To assuage the anger and concerns of the people, Ayub Khan decided to present the matter to the people by addressing the nation on 14 January. In accordance with Tashkent`s statement, ministerial talks were held on 1 and 2 March 1966. Despite the fact that these talks were unproductive, diplomatic exchanges continued in the spring and summer. The results of these discussions were not obtained due to differences of opinion on the Kashmir issue. The news of Tashkent`s statement shocked the people of Pakistan, who expected India to make more concessions than they got. Things got even worse when Ayub Khan refused to speak and went to solitary confinement instead of announcing the reasons for signing the agreement. Protests and riots took place at various locations in Pakistan. [3] To dispel the anger and concerns of the people, Ayub Khan decided to take the matter before the people on 14 January 1966. This is the difference with Tashkent`s statement that eventually led to the impeachment of Zulfikar Ali Bhutto from the Ayub government, which later founded his own party, the Pakistan People`s Party. Although Ayub Khan was able to satisfy the concerns of the people, Tashkent`s declaration significantly tarnished his image and was one of the factors that led to his downfall.

[8] The agreement was negotiated by Soviet Prime Minister Alexei Kosygin, who had invited the parties to Tashkent.
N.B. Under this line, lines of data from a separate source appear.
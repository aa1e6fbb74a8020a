//! Error types for acquia-core

/// Result type for acquia-core operations
pub type Result<T> = std::result::Result<T, Error>;

#[derive(Debug, thiserror::Error)]
pub enum Error {
    /// User options do not fit the recipe option shape
    #[error("Invalid recipe options: {0}")]
    InvalidOptions(#[source] serde_json::Error),

    /// The remote directory rejected the credentials
    #[error("Authentication failed: {0}")]
    Authentication(String),

    /// Environments were requested without a key and secret
    #[error("No Acquia API credentials available")]
    MissingCredentials,

    /// The interactive prompt could not be completed
    #[error("Prompt failed: {0}")]
    Prompt(String),

    #[error(transparent)]
    Fs(#[from] acquia_fs::Error),

    #[error(transparent)]
    Meta(#[from] acquia_meta::Error),

    #[error(transparent)]
    Cloud(acquia_cloud::Error),
}

impl From<acquia_cloud::Error> for Error {
    fn from(err: acquia_cloud::Error) -> Self {
        match err {
            acquia_cloud::Error::Authentication(description) => Self::Authentication(description),
            other => Self::Cloud(other),
        }
    }
}
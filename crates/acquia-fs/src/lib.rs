//! Filesystem helpers for the Acquia recipe resolver
//!
//! Provides slash-normalized host paths, create-if-absent writes,
//! and format-agnostic loading of the JSON and YAML files the recipe reads
//! (credential caches, `.acquia-cli.yml`, `composer.json`, `.lando.yml`).

pub mod config;
pub mod error;
pub mod io;
pub mod path;

pub use config::{ConfigStore, Format};
pub use error::{Error, Result};
pub use path::NormalizedPath;
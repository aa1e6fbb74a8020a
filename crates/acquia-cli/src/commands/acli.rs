//! `.acquia-cli.yml` handling

use colored::Colorize;
use std::path::Path;

use acquia_core::acli::{get_acli_uuid, write_acli_uuid};
use acquia_fs::NormalizedPath;

use crate::error::{CliError, Result};

/// Run the acli-uuid command
pub fn run_acli_uuid(file: &Path, write: Option<&str>) -> Result<()> {
    let file = NormalizedPath::new(file);

    if let Some(uuid) = write {
        if write_acli_uuid(uuid, &file)? {
            println!("{} Recorded {} in {}", "+".green(), uuid.cyan(), file);
        } else {
            println!("{} {} already exists, left untouched", "=".dimmed(), file);
        }
        return Ok(());
    }

    match get_acli_uuid(&file)? {
        Some(uuid) => {
            println!("{uuid}");
            Ok(())
        }
        None => Err(CliError::user(format!("No cloud_app_uuid in {file}"))),
    }
}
The parties agreed to remove all armed forces from positions that were occupied before August 5, 1965; Renewing diplomatic relations; and to discuss economic, refugee and other issues. The agreement was criticized in India because it contained no war pact or renouncement of guerrilla aggression in Kashmir. An agreement signed by Indian Prime Minister Lal Bahadur Shastri and Pakistani President Ayub Khan in the Soviet city of Tashkent to end the Second Indo-Pakistan War on Kashmir. The two countries agreed not only to withdraw their troops from the territory of the other region and to recover their prisoners of war, but also to begin to normalize their diplomatic relations. Unfortunately, the beginning of Indo-Pakistani friendly relations was made more difficult by Shastri`s death a few hours after the signing of the agreement.